BACKGROUND. The mechanism of resistance acquisition to antiandrogens in prostate cancer is not fully understood. Numerous clinical and basic research studies have shown expression of androgen receptors (ARs) increases in hormone-refractory prostate cancer and therefore we explored possible molecular mechanisms by which prostate cancer acquires resistance to antiandrogens under conditions of increased AR expression. METHODS. In order to study resistance to antiandrogens at the AR transactivation level we used a human AR (hAR) reporter assay system. In addition, we utilized an hAR deletion mutant to determine the functional domain responsible for the acquisition of resistance. RESULTS. Increased hAR protein expression enhanced the sensitivity of AR transactivation to low concentrations of DHT, and also reduced the inhibitory activity of the non-steroidal antiandrogens, hydroxyflutamide, and bicalutamide on DHT-induced AR transactivation. Moreover, these antiandrogens acquired agonistic activity under conditions of high hAR protein expression.

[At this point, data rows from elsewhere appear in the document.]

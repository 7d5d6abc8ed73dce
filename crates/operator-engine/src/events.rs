//! Event types for observing background computation
//!
//! Events are sent from the scheduler to whoever owns the chain (an editor
//! UI, a log pipeline, a test) to report run starts, completions, discards
//! and faults.

use parking_lot::Mutex;
use serde::{Deserialize, Serialize};
use tokio::sync::mpsc;

/// Trait for sending compute events
///
/// This abstracts over the transport mechanism (channel, UI bridge, log
/// sink) so the scheduler can be used in different contexts.
pub trait EventSink: Send + Sync {
    /// Send an event
    ///
    /// Returns an error if the event could not be delivered (e.g., channel closed)
    fn send(&self, event: EngineEvent) -> Result<(), EventError>;
}

/// Error when sending events fails
#[derive(Debug, Clone)]
pub struct EventError {
    pub message: String,
}

impl std::fmt::Display for EventError {
    fn fmt(&self, f: &mut std::fmt::Formatter<'_>) -> std::fmt::Result {
        write!(f, "Event error: {}", self.message)
    }
}

impl std::error::Error for EventError {}

impl EventError {
    pub fn channel_closed() -> Self {
        Self {
            message: "Channel closed".to_string(),
        }
    }
}

/// Events emitted by a compute scheduler
#[derive(Debug, Clone, PartialEq, Serialize, Deserialize)]
#[serde(tag = "type", rename_all = "camelCase")]
pub enum EngineEvent {
    /// A background run started from the given generation
    #[serde(rename_all = "camelCase")]
    ComputeStarted {
        chain: String,
        run_id: String,
        snapshot: u64,
    },

    /// A run finished and its result is current
    #[serde(rename_all = "camelCase")]
    ComputeCompleted {
        chain: String,
        run_id: String,
        elapsed_ms: u64,
        failed: bool,
    },

    /// A run finished but the chain was edited meanwhile
    #[serde(rename_all = "camelCase")]
    ComputeDiscarded {
        chain: String,
        run_id: String,
        snapshot: u64,
        current: u64,
    },

    /// A run finished with an error and no fallback artifact
    #[serde(rename_all = "camelCase")]
    ComputeFailed {
        chain: String,
        run_id: String,
        error: String,
    },

    /// The worker panicked or vanished
    #[serde(rename_all = "camelCase")]
    BackgroundFault {
        chain: String,
        run_id: String,
        message: String,
    },

    /// The owner took the result out of the chain
    #[serde(rename_all = "camelCase")]
    ResultExtracted { chain: String },

    /// The chain was shut down
    #[serde(rename_all = "camelCase")]
    ChainShutdown { chain: String },
}

impl EngineEvent {
    /// Label of the chain this event belongs to
    pub fn chain(&self) -> &str {
        match self {
            Self::ComputeStarted { chain, .. }
            | Self::ComputeCompleted { chain, .. }
            | Self::ComputeDiscarded { chain, .. }
            | Self::ComputeFailed { chain, .. }
            | Self::BackgroundFault { chain, .. }
            | Self::ResultExtracted { chain }
            | Self::ChainShutdown { chain } => chain,
        }
    }
}

/// A no-op event sink that discards all events
pub struct NullEventSink;

impl EventSink for NullEventSink {
    fn send(&self, _event: EngineEvent) -> Result<(), EventError> {
        Ok(())
    }
}

/// A vector-based event sink that collects events
///
/// Useful for testing to verify events were emitted correctly.
pub struct VecEventSink {
    events: Mutex<Vec<EngineEvent>>,
}

impl VecEventSink {
    pub fn new() -> Self {
        Self {
            events: Mutex::new(Vec::new()),
        }
    }

    /// Get all collected events
    pub fn events(&self) -> Vec<EngineEvent> {
        self.events.lock().clone()
    }

    /// Clear all collected events
    pub fn clear(&self) {
        self.events.lock().clear();
    }
}

impl Default for VecEventSink {
    fn default() -> Self {
        Self::new()
    }
}

impl EventSink for VecEventSink {
    fn send(&self, event: EngineEvent) -> Result<(), EventError> {
        self.events.lock().push(event);
        Ok(())
    }
}

/// Forwards events into a tokio channel, e.g. towards a UI task
pub struct ChannelEventSink {
    sender: mpsc::UnboundedSender<EngineEvent>,
}

impl ChannelEventSink {
    /// Create a sink together with the receiving end
    pub fn channel() -> (Self, mpsc::UnboundedReceiver<EngineEvent>) {
        let (sender, receiver) = mpsc::unbounded_channel();
        (Self { sender }, receiver)
    }
}

impl EventSink for ChannelEventSink {
    fn send(&self, event: EngineEvent) -> Result<(), EventError> {
        self.sender
            .send(event)
            .map_err(|_| EventError::channel_closed())
    }
}
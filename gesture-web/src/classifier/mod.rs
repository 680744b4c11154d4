//! Classifier module - geometric hand gesture rules
//!
//! Pure functions only. Nothing here logs, allocates state, or talks to JS.

mod geometry;
mod gesture;
mod landmarks;
mod rules;

pub use geometry::{angle, dist};
pub use gesture::{GestureInfo, GestureLabel, UnknownGesture};
pub use landmarks::{
    KeypointSet, LandmarkError, Point,
    HAND_SKELETON, LANDMARK_COUNT, FINGERS,
    WRIST, THUMB_CMC, THUMB_MCP, THUMB_IP, THUMB_TIP,
    INDEX_MCP, INDEX_PIP, INDEX_DIP, INDEX_TIP,
    MIDDLE_MCP, MIDDLE_PIP, MIDDLE_DIP, MIDDLE_TIP,
    RING_MCP, RING_PIP, RING_DIP, RING_TIP,
    PINKY_MCP, PINKY_PIP, PINKY_DIP, PINKY_TIP,
};
pub use rules::{
    classify, classify_points, classify_with,
    ConfigError, GestureThresholds,
    VICTORY_SPREAD_RATIO, FIST_REACH_RATIO, CURL_RATIO,
};
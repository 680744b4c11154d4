//! Stabilizer module - debounced gesture stream and per-gesture tallies
//!
//! Re-exports only. All logic in submodules.

mod session;
mod tally;

pub use session::{StabilizedFrame, StabilizerSession, DEBOUNCE_WINDOW_MS};
pub use tally::{GestureTally, TallySnapshot};
//! Planar geometry helpers for landmark rules

use super::landmarks::Point;

/// Euclidean distance between two keypoints
#[inline]
pub fn dist(a: Point, b: Point) -> f32 {
    let dx = a.x - b.x;
    let dy = a.y - b.y;
    (dx * dx + dy * dy).sqrt()
}

/// Unsigned angle in degrees at vertex `b`, between rays b→a and b→c
///
/// Computed as the difference of the two `atan2` bearings, then folded
/// into [0°, 180°] by reflecting anything above 180° as `360° - angle`.
pub fn angle(a: Point, b: Point, c: Point) -> f32 {
    let radians = (c.y - b.y).atan2(c.x - b.x) - (a.y - b.y).atan2(a.x - b.x);
    let degrees = radians.to_degrees().abs();

    if degrees > 180.0 {
        360.0 - degrees
    } else {
        degrees
    }
}

#[cfg(test)]
mod tests {
    use super::*;

    #[test]
    fn test_dist() {
        let d = dist(Point::new(0.0, 0.0), Point::new(3.0, 4.0));
        assert!((d - 5.0).abs() < 1e-6);
    }

    #[test]
    fn test_straight_angle() {
        let a = angle(Point::new(0.0, 0.0), Point::new(1.0, 0.0), Point::new(2.0, 0.0));
        assert!((a - 180.0).abs() < 1e-3);
    }

    #[test]
    fn test_right_angle() {
        let a = angle(Point::new(1.0, 0.0), Point::new(0.0, 0.0), Point::new(0.0, 1.0));
        assert!((a - 90.0).abs() < 1e-3);
    }

    #[test]
    fn test_reflex_angle_is_folded() {
        // Bearings of +170° and -170° differ by 340°, which folds to 20°
        let b = Point::new(0.0, 0.0);
        let a = Point::new((-170f32).to_radians().cos(), (-170f32).to_radians().sin());
        let c = Point::new(170f32.to_radians().cos(), 170f32.to_radians().sin());
        let result = angle(a, b, c);
        assert!((result - 20.0).abs() < 1e-3);
        assert!((0.0..=180.0).contains(&result));
    }
}
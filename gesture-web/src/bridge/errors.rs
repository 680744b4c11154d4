//! Error conversions at the JS boundary

use wasm_bindgen::JsValue;

use crate::classifier::{ConfigError, LandmarkError, UnknownGesture};

impl From<LandmarkError> for JsValue {
    fn from(err: LandmarkError) -> Self {
        JsValue::from_str(&format!("Invalid hand landmarks: {}", err))
    }
}

impl From<ConfigError> for JsValue {
    fn from(err: ConfigError) -> Self {
        JsValue::from_str(&format!("Invalid gesture config: {}", err))
    }
}

impl From<UnknownGesture> for JsValue {
    fn from(err: UnknownGesture) -> Self {
        JsValue::from_str(&err.to_string())
    }
}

Such agonistic activity of antiandrogens was not detected in an hAR deletion mutant (hAR-Delta A/B) that lacked an A/B domain with AF-1 activity. CONCLUSIONS. We found that non-steroidal antiandrogens act as AF-1 agonists under conditions of high AR protein expression. This partial antagonistic property of antiandrogens may be a molecular mechanism by which prostate cancer develops resistance to these drugs.